_PROMPT_. Reproduce every line in the listing that contains the word "text".
Segment Open
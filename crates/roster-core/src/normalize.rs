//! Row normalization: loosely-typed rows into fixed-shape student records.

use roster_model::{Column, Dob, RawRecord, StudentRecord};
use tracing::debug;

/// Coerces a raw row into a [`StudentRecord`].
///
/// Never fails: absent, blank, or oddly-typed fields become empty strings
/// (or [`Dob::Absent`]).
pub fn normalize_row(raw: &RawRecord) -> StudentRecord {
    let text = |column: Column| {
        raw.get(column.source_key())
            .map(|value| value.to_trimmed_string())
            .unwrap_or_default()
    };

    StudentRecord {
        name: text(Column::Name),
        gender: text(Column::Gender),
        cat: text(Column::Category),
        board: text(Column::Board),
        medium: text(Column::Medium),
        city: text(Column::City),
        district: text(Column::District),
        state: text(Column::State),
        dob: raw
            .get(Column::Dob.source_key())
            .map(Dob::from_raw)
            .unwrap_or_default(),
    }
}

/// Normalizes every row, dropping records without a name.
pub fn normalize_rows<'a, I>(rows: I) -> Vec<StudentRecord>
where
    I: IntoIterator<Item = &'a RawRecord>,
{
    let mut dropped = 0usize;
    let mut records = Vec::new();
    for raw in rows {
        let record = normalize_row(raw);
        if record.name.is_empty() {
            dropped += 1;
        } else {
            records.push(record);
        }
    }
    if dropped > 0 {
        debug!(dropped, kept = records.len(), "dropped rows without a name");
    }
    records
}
Segment Closed
_RESPONSE BOX_.
    let text = |column: Column| {
        name: text(Column::Name),
        gender: text(Column::Gender),
        cat: text(Column::Category),
        board: text(Column::Board),
        medium: text(Column::Medium),
        city: text(Column::City),
        district: text(Column::District),
        state: text(Column::State),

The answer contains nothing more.